Tuttavia questo dramma consumato in cielo e in terra non è ancora sufficiente per Giotto che lo proietta anche sulla natura che muore con Cristo. Questo è il significato che va attribuito alla nuda parete di roccia che attraversa il fondo segnata dalla sola presenza di un albero privo di fronde, cioè morto, così come è morto il Messia.
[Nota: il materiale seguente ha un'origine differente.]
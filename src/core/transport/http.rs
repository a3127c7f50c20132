//! HTTP transport implementation.
//!
//! HTTP server with JSON-RPC over POST requests.
//! This allows standard HTTP clients (curl, browsers, etc.) to list and call
//! the OPNsense tools without an MCP session.

use axum::{
    Json, Router,
    extract::State,
    http::StatusCode,
    response::IntoResponse,
    routing::{get, post},
};
use serde::{Deserialize, Serialize};
use std::sync::Arc;
use tokio::sync::RwLock;
use tower_http::cors::{Any, CorsLayer};
use tracing::{info, instrument, warn};

use super::{TransportError, TransportResult, config::HttpConfig};
use crate::core::McpServer;

/// Protocol version reported when the client does not ask for one.
const DEFAULT_PROTOCOL_VERSION: &str = "2024-11-05";

/// HTTP transport handler.
pub struct HttpTransport {
    config: HttpConfig,
}

/// JSON-RPC request structure.
#[derive(Debug, Clone, Serialize, Deserialize)]
pub struct JsonRpcRequest {
    pub jsonrpc: String,
    #[serde(default)]
    pub id: Option<serde_json::Value>,
    pub method: String,
    #[serde(default)]
    pub params: Option<serde_json::Value>,
}

/// JSON-RPC response structure.
#[derive(Debug, Clone, Serialize, Deserialize)]
pub struct JsonRpcResponse {
    pub jsonrpc: String,
    #[serde(skip_serializing_if = "Option::is_none")]
    pub id: Option<serde_json::Value>,
    #[serde(skip_serializing_if = "Option::is_none")]
    pub result: Option<serde_json::Value>,
    #[serde(skip_serializing_if = "Option::is_none")]
    pub error: Option<JsonRpcError>,
}

/// JSON-RPC error structure.
#[derive(Debug, Clone, Serialize, Deserialize)]
pub struct JsonRpcError {
    pub code: i32,
    pub message: String,
    #[serde(skip_serializing_if = "Option::is_none")]
    pub data: Option<serde_json::Value>,
}

impl JsonRpcResponse {
    /// Create a success response.
    pub fn success(id: Option<serde_json::Value>, result: serde_json::Value) -> Self {
        Self {
            jsonrpc: "2.0".to_string(),
            id,
            result: Some(result),
            error: None,
        }
    }

    /// Create an error response.
    pub fn error(id: Option<serde_json::Value>, code: i32, message: impl Into<String>) -> Self {
        Self {
            jsonrpc: "2.0".to_string(),
            id,
            result: None,
            error: Some(JsonRpcError {
                code,
                message: message.into(),
                data: None,
            }),
        }
    }

    /// Method not found error.
    pub fn method_not_found(id: Option<serde_json::Value>) -> Self {
        Self::error(id, -32601, "Method not found")
    }

    /// Invalid request error.
    pub fn invalid_request(id: Option<serde_json::Value>) -> Self {
        Self::error(id, -32600, "Invalid Request")
    }

    /// Invalid params error.
    pub fn invalid_params(id: Option<serde_json::Value>, msg: impl Into<String>) -> Self {
        Self::error(id, -32602, msg)
    }

    /// Internal error.
    pub fn internal_error(id: Option<serde_json::Value>, msg: impl Into<String>) -> Self {
        Self::error(id, -32603, msg)
    }
}

/// Application state shared across HTTP handlers.
#[derive(Clone)]
pub struct AppState {
    /// The MCP server instance.
    server: McpServer,
    /// Path of the JSON-RPC endpoint.
    rpc_path: Arc<str>,
    /// Session state for maintaining conversation context.
    session: Arc<RwLock<Option<SessionState>>>,
}

/// Session state for a client.
#[derive(Debug, Clone)]
struct SessionState {
    initialized: bool,
    protocol_version: String,
}

impl AppState {
    fn new(server: McpServer, rpc_path: &str) -> Self {
        Self {
            server,
            rpc_path: Arc::from(rpc_path),
            session: Arc::new(RwLock::new(None)),
        }
    }

    fn rpc_path(&self) -> &str {
        &self.rpc_path
    }
}

impl HttpTransport {
    /// Create a new HTTP transport with the given config.
    pub fn new(config: HttpConfig) -> Self {
        Self { config }
    }

    /// Get the bind address.
    pub fn address(&self) -> String {
        format!("{}:{}", self.config.host, self.config.port)
    }

    /// Run the HTTP transport.
    pub async fn run(self, server: McpServer) -> TransportResult<()> {
        let addr = self.address();

        let state = AppState::new(server, &self.config.rpc_path);

        // Build router
        let mut app = Router::new()
            .route(&self.config.rpc_path, post(handle_rpc))
            .route("/health", get(health_check))
            .route("/", get(root_handler))
            .with_state(state);

        // Add CORS if enabled
        if self.config.enable_cors {
            let cors = CorsLayer::new()
                .allow_origin(Any)
                .allow_methods(Any)
                .allow_headers(Any);
            app = app.layer(cors);
        }

        let listener = tokio::net::TcpListener::bind(&addr)
            .await
            .map_err(|e| TransportError::bind(&addr, e))?;

        let cors_status = if self.config.enable_cors {
            "enabled"
        } else {
            "disabled"
        };
        info!(
            "Ready - listening on {} (JSON-RPC over HTTP, CORS {})",
            addr, cors_status
        );
        info!("  → JSON-RPC: POST {}", self.config.rpc_path);
        info!("  → Health:   GET /health");

        axum::serve(listener, app)
            .await
            .map_err(|e| TransportError::http(e.to_string()))?;

        Ok(())
    }
}

/// Root handler - provides API info.
async fn root_handler(State(state): State<AppState>) -> impl IntoResponse {
    Json(serde_json::json!({
        "name": state.server.name(),
        "version": state.server.version(),
        "transport": "HTTP",
        "endpoints": {
            "rpc": state.rpc_path(),
            "health": "/health"
        },
        "protocol": "JSON-RPC 2.0",
        "methods": ["initialize", "tools/list", "tools/call"]
    }))
}

/// Health check endpoint.
async fn health_check(State(state): State<AppState>) -> impl IntoResponse {
    let initialized = state
        .session
        .read()
        .await
        .as_ref()
        .is_some_and(|s| s.initialized);
    Json(serde_json::json!({
        "status": "healthy",
        "configured": state.server.registry().is_configured(),
        "plugins": state.server.registry().plugins_enabled(),
        "manifestVersion": state.server.registry().manifest().version,
        "sessionInitialized": initialized,
        "timestamp": chrono::Utc::now().to_rfc3339()
    }))
}

/// Handle JSON-RPC requests.
#[instrument(skip_all, fields(method))]
async fn handle_rpc(
    State(state): State<AppState>,
    Json(request): Json<JsonRpcRequest>,
) -> impl IntoResponse {
    tracing::Span::current().record("method", &request.method);
    info!("Received JSON-RPC request: {}", request.method);

    let response = process_request(&state, request).await;

    (StatusCode::OK, Json(response))
}

/// Process a JSON-RPC request and return the response.
async fn process_request(state: &AppState, request: JsonRpcRequest) -> JsonRpcResponse {
    // Validate JSON-RPC version
    if request.jsonrpc != "2.0" {
        return JsonRpcResponse::invalid_request(request.id);
    }

    match request.method.as_str() {
        // Initialize the MCP session
        "initialize" => handle_initialize(state, request).await,

        // List available tools
        "tools/list" => handle_tools_list(state, request).await,

        // Call a tool
        "tools/call" => handle_tools_call(state, request).await,

        // Notifications (no response needed for stateless HTTP)
        method if method.starts_with("notifications/") => {
            handle_notification(state, &request).await;
            // Return empty success for notifications
            JsonRpcResponse::success(request.id, serde_json::json!(null))
        }

        // Unknown method
        _ => {
            warn!("Unknown method: {}", request.method);
            JsonRpcResponse::method_not_found(request.id)
        }
    }
}

/// Handle initialize request.
async fn handle_initialize(state: &AppState, request: JsonRpcRequest) -> JsonRpcResponse {
    info!("Processing initialize request");

    let protocol_version = request
        .params
        .as_ref()
        .and_then(|p| p.get("protocolVersion"))
        .and_then(|v| v.as_str())
        .unwrap_or(DEFAULT_PROTOCOL_VERSION)
        .to_string();

    // Store session state
    let mut session = state.session.write().await;
    *session = Some(SessionState {
        initialized: false,
        protocol_version: protocol_version.clone(),
    });

    // Return server capabilities
    let result = serde_json::json!({
        "protocolVersion": protocol_version,
        "capabilities": {
            "tools": { "listChanged": true }
        },
        "serverInfo": {
            "name": state.server.name(),
            "version": state.server.version()
        },
        "instructions": state.server.instructions()
    });

    JsonRpcResponse::success(request.id, result)
}

/// Handle tools/list request.
async fn handle_tools_list(state: &AppState, request: JsonRpcRequest) -> JsonRpcResponse {
    info!("Processing tools/list request");

    let tools = state.server.list_tools();
    let result = serde_json::json!({
        "tools": tools
    });

    JsonRpcResponse::success(request.id, result)
}

/// Handle tools/call request.
async fn handle_tools_call(state: &AppState, request: JsonRpcRequest) -> JsonRpcResponse {
    info!("Processing tools/call request");

    let params = match request.params {
        Some(p) => p,
        None => return JsonRpcResponse::invalid_params(request.id.clone(), "Missing params"),
    };

    let name = match params.get("name").and_then(|v| v.as_str()) {
        Some(n) => n.to_string(),
        None => return JsonRpcResponse::invalid_params(request.id.clone(), "Missing tool name"),
    };

    let arguments = params
        .get("arguments")
        .cloned()
        .unwrap_or(serde_json::json!({}));

    match state.server.call_tool(&name, arguments).await {
        Ok(result) => match serde_json::to_value(&result) {
            Ok(value) => JsonRpcResponse::success(request.id, value),
            Err(e) => JsonRpcResponse::internal_error(request.id, e.to_string()),
        },
        Err(e) if e.is_protocol_error() => JsonRpcResponse::invalid_params(request.id, e.to_string()),
        Err(e) => JsonRpcResponse::internal_error(request.id, e.to_string()),
    }
}

/// Handle notifications (no response needed).
async fn handle_notification(state: &AppState, request: &JsonRpcRequest) {
    match request.method.as_str() {
        "notifications/initialized" => {
            info!("Client sent initialized notification");
            let mut session = state.session.write().await;
            if let Some(ref mut s) = *session {
                s.initialized = true;
                info!("Session initialized (protocol {})", s.protocol_version);
            }
        }
        _ => {
            info!("Received notification: {}", request.method);
        }
    }
}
Per quanto lo schema iconografico del dipinto di Padova rimandi all’esempio assisiate le variazioni introdotte sono tali e di tale natura da rendere inconfrontabili le due opere. Ad Assisi il gruppo raccolto intorno a Cristo è posto in primo piano al centro mentre gli altri dolenti occupano il secondo piano riuniti in gruppi di tre o due privi però di legami vicendevoli di modo che la composizione risulta frammentata in una serie di episodi più o meno autonomi. Qui invece ogni gruppo ed ogni personaggio funziona come parte di un tutto conservando allo stesso tempo la propria individualità e partecipando di un insieme unitariamente orchestrato il cui fulcro generatore sono, come già detto, i due volti accostati di Cristo e della Vergine, posti nell’angolo sinistro verso il quale convergono le principali linee di forza della figurazione. In particolare vi convergono quelle che definiscono il piano inclinato della parete di roccia, quelle delle braccia e del corpo del Messia e quella verticale del manto verde della donna alle spalle della Vergine, quindi aprendo a semicerchio i personaggi che stanno intorno al corpo di modo da isolare i due volti. Anche gli sguardi dei personaggi convergono verso i due volti e le loro espressioni manifestano la reazione individuale al terribile avvenimento. Una reazione individuale che però misura tutti i gradi della sofferenza e che è calibrata in relazione alla vicinanza fisica e alla relazione personale di ognuno con il Cristo. L’affresco non ha una struttura simmetrica come accade invece nella maggior parte delle figurazioni presenti nella cappella.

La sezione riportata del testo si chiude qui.